Alzheimer’s disease (AD) is an incapacitating condition that impairs cognition and behavior, ultimately resulting in death. It is the 6th leading cause of death in the United States: it affects more than 5 million Americans, but a disease modifying treatment does not exist. AD is characterized by progressive neurodegeneration associated with amyloid plaque formation and tangle deposition in the cortex and hippocampus of the brain Reilly 2003
. Although AD has been intensively studied in recent decades, the causes and the exact molecular pathology that triggers the disease in most patients remains unknown. Specifically, only 5% of patients with early onset AD possess genetic mutations associated with the disease REILLY 2005
. Interestingly, there is an epidemiological association between diabetes, high blood glucose levels and AD but a molecular mechanism linking high glucose levels and the induction of the molecular changes associated with Alzheimer’s disease has not been studied.

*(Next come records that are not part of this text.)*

use crate::{classification::Label, error::PipelineError};

/// Column name of the 'planarity' structure measure, `(l2 - l3) / l1`
pub const PLANARITY: &str = "planarity";
/// Column name of the 'linearity' structure measure, `(l1 - l2) / l1`
pub const LINEARITY: &str = "linearity";
/// Column name of the 'verticality' measure, `1 - |n_z|` with `n` being the local surface normal
pub const VERTICALITY: &str = "verticality";
/// Column name of the 'sphericity' structure measure, `l3 / l1`
pub const SPHERICITY: &str = "sphericity";
/// Column name of the 'omnivariance' structure measure, `(l1 * l2 * l3)^1/3`
pub const OMNIVARIANCE: &str = "omnivariance";
pub const RED: &str = "red";
pub const GREEN: &str = "green";
pub const BLUE: &str = "blue";
/// Column name of the height above the lowest point of the cloud
pub const Z_NORM: &str = "z_norm";
/// Name of the label column in persisted training tables. Never a feature column
pub const LABEL_COLUMN: &str = "label";

/// The geometric descriptors in the order in which they are stored in every feature table
pub const GEOMETRIC_FEATURES: [&str; 5] = [PLANARITY, LINEARITY, VERTICALITY, SPHERICITY, OMNIVARIANCE];
pub const COLOR_FEATURES: [&str; 3] = [RED, GREEN, BLUE];

/// Sentinel for a feature value that could not be computed (e.g. because the neighbourhood of a point was too
/// small). Undefined values are not zero: rows containing them are dropped for training and filled for inference.
pub const UNDEFINED: f64 = f64::NAN;

/// Is `value` the [UNDEFINED] sentinel?
pub fn is_undefined(value: f64) -> bool {
    value.is_nan()
}

/// The full ordered feature contract: geometric descriptors, color channels, normalized height
pub fn default_feature_columns() -> Vec<String> {
    GEOMETRIC_FEATURES
        .iter()
        .chain(COLOR_FEATURES.iter())
        .chain(std::iter::once(&Z_NORM))
        .map(|name| name.to_string())
        .collect()
}

/// Table of feature vectors, one row per point or voxel, aligned by index with the cloud it was computed from.
/// Values are stored row-major. Training tables additionally carry one [Label] per row.
#[derive(Debug, Clone, PartialEq)]
pub struct FeatureTable {
    columns: Vec<String>,
    values: Vec<f64>,
    num_rows: usize,
    labels: Option<Vec<Label>>,
}

impl FeatureTable {
    /// Creates an empty table without label column
    pub fn new(columns: Vec<String>) -> Self {
        Self {
            columns,
            values: vec![],
            num_rows: 0,
            labels: None,
        }
    }

    /// Creates an empty table with a label column
    pub fn new_labeled(columns: Vec<String>) -> Self {
        Self {
            labels: Some(vec![]),
            ..Self::new(columns)
        }
    }

    /// Creates a table from row-major `values`
    ///
    /// # Errors
    ///
    /// If `values` is not a whole number of rows, or `labels` does not hold one label per row
    pub fn from_values(
        columns: Vec<String>,
        values: Vec<f64>,
        labels: Option<Vec<Label>>,
    ) -> Result<Self, PipelineError> {
        if columns.is_empty() {
            return Err(PipelineError::configuration(
                "a feature table needs at least one column",
            ));
        }
        if values.len() % columns.len() != 0 {
            return Err(PipelineError::LengthMismatch {
                what: "values (multiple of the column count)",
                expected: (values.len() / columns.len() + 1) * columns.len(),
                actual: values.len(),
            });
        }
        let num_rows = values.len() / columns.len();
        if let Some(labels) = &labels {
            if labels.len() != num_rows {
                return Err(PipelineError::LengthMismatch {
                    what: "labels",
                    expected: num_rows,
                    actual: labels.len(),
                });
            }
        }
        Ok(Self {
            columns,
            values,
            num_rows,
            labels,
        })
    }

    pub fn columns(&self) -> &[String] {
        &self.columns
    }

    pub fn num_columns(&self) -> usize {
        self.columns.len()
    }

    /// Number of rows
    pub fn len(&self) -> usize {
        self.num_rows
    }

    pub fn is_empty(&self) -> bool {
        self.num_rows == 0
    }

    /// Index of the column with the given `name`
    pub fn column_index(&self, name: &str) -> Option<usize> {
        self.columns.iter().position(|column| column == name)
    }

    /// Appends a row to an unlabeled table
    ///
    /// # Errors
    ///
    /// If the arity of `row` does not match the column count, or the table has a label column
    pub fn push_row(&mut self, row: &[f64]) -> Result<(), PipelineError> {
        if self.labels.is_some() {
            return Err(PipelineError::configuration(
                "rows of a labeled feature table need a label",
            ));
        }
        self.push_values(row)
    }

    /// Appends a row together with its label
    ///
    /// # Errors
    ///
    /// If the arity of `row` does not match the column count, or the table has no label column
    pub fn push_labeled_row(&mut self, row: &[f64], label: Label) -> Result<(), PipelineError> {
        if self.labels.is_none() {
            return Err(PipelineError::configuration(
                "feature table has no label column",
            ));
        }
        self.push_values(row)?;
        if let Some(labels) = self.labels.as_mut() {
            labels.push(label);
        }
        Ok(())
    }

    fn push_values(&mut self, row: &[f64]) -> Result<(), PipelineError> {
        if row.len() != self.columns.len() {
            return Err(PipelineError::LengthMismatch {
                what: "feature values",
                expected: self.columns.len(),
                actual: row.len(),
            });
        }
        self.values.extend_from_slice(row);
        self.num_rows += 1;
        Ok(())
    }

    /// The values of the row at `index`
    ///
    /// # Panics
    ///
    /// If `index` is out of bounds
    pub fn row(&self, index: usize) -> &[f64] {
        let stride = self.columns.len();
        &self.values[index * stride..(index + 1) * stride]
    }

    /// Iterates over all rows in order
    pub fn rows(&self) -> impl Iterator<Item = &[f64]> + '_ {
        (0..self.num_rows).map(move |index| self.row(index))
    }

    /// Iterates over the values of the column `name`, `None` if there is no such column
    pub fn column(&self, name: &str) -> Option<impl Iterator<Item = f64> + '_> {
        let column = self.column_index(name)?;
        Some(self.rows().map(move |row| row[column]))
    }

    pub fn labels(&self) -> Option<&[Label]> {
        self.labels.as_deref()
    }

    /// Attaches a label column to this table, replacing any existing one
    ///
    /// # Errors
    ///
    /// If `labels` does not hold one label per row
    pub fn set_labels(&mut self, labels: Vec<Label>) -> Result<(), PipelineError> {
        if labels.len() != self.num_rows {
            return Err(PipelineError::LengthMismatch {
                what: "labels",
                expected: self.num_rows,
                actual: labels.len(),
            });
        }
        self.labels = Some(labels);
        Ok(())
    }

    /// Does the row at `index` contain at least one [UNDEFINED] value?
    pub fn is_row_undefined(&self, index: usize) -> bool {
        self.row(index).iter().copied().any(is_undefined)
    }

    /// Number of rows containing at least one [UNDEFINED] value
    pub fn count_undefined_rows(&self) -> usize {
        (0..self.num_rows)
            .filter(|index| self.is_row_undefined(*index))
            .count()
    }

    /// Replaces every [UNDEFINED] cell with `value`. Rows are never removed. Returns the number of filled cells
    pub fn fill_undefined(&mut self, value: f64) -> usize {
        let mut filled = 0;
        for cell in self.values.iter_mut().filter(|cell| is_undefined(**cell)) {
            *cell = value;
            filled += 1;
        }
        filled
    }

    /// Keeps only the rows for which `keep` returns `true`. The predicate receives the row values and the row label
    /// (if this table is labeled). Returns the number of removed rows
    pub fn retain_rows<F: FnMut(&[f64], Option<Label>) -> bool>(&mut self, mut keep: F) -> usize {
        let stride = self.columns.len();
        let mut values = Vec::with_capacity(self.values.len());
        let mut labels = self.labels.as_ref().map(|l| Vec::with_capacity(l.len()));
        for index in 0..self.num_rows {
            let label = self.labels.as_ref().map(|l| l[index]);
            let row = &self.values[index * stride..(index + 1) * stride];
            if keep(row, label) {
                values.extend_from_slice(row);
                if let (Some(labels), Some(label)) = (labels.as_mut(), label) {
                    labels.push(label);
                }
            }
        }
        let kept = if stride == 0 { 0 } else { values.len() / stride };
        let removed = self.num_rows - kept;
        self.values = values;
        self.labels = labels;
        self.num_rows = kept;
        removed
    }

    /// Builds a new table holding only the given columns, in the given order. Labels are carried over
    ///
    /// # Errors
    ///
    /// If one of the `columns` does not exist in this table
    pub fn select_columns<S: AsRef<str>>(&self, columns: &[S]) -> Result<FeatureTable, PipelineError> {
        let indices = columns
            .iter()
            .map(|name| {
                self.column_index(name.as_ref()).ok_or_else(|| {
                    PipelineError::configuration(format!(
                        "feature table has no column '{}'",
                        name.as_ref()
                    ))
                })
            })
            .collect::<Result<Vec<_>, _>>()?;
        let values = self
            .rows()
            .flat_map(|row| indices.iter().map(move |idx| row[*idx]))
            .collect();
        FeatureTable::from_values(
            columns.iter().map(|name| name.as_ref().to_string()).collect(),
            values,
            self.labels.clone(),
        )
    }
}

We created a multidisciplinary team at Temple University to investigate the association between pathological glucose metabolism and neurodegeneration. We will apply state of the art metabolomics, proteomics and drug screening platforms to determine the effect of high glucose levels on primary neuronal cells and animal brains. The ultimate goal of our project is to achieve a better understanding of the molecular mechanisms involved in the early stages of AD. Knowing these mechanisms will allow us to identify novel therapeutic targets and generate invaluable tools for the development of effective therapies against Alzheimer’s disease.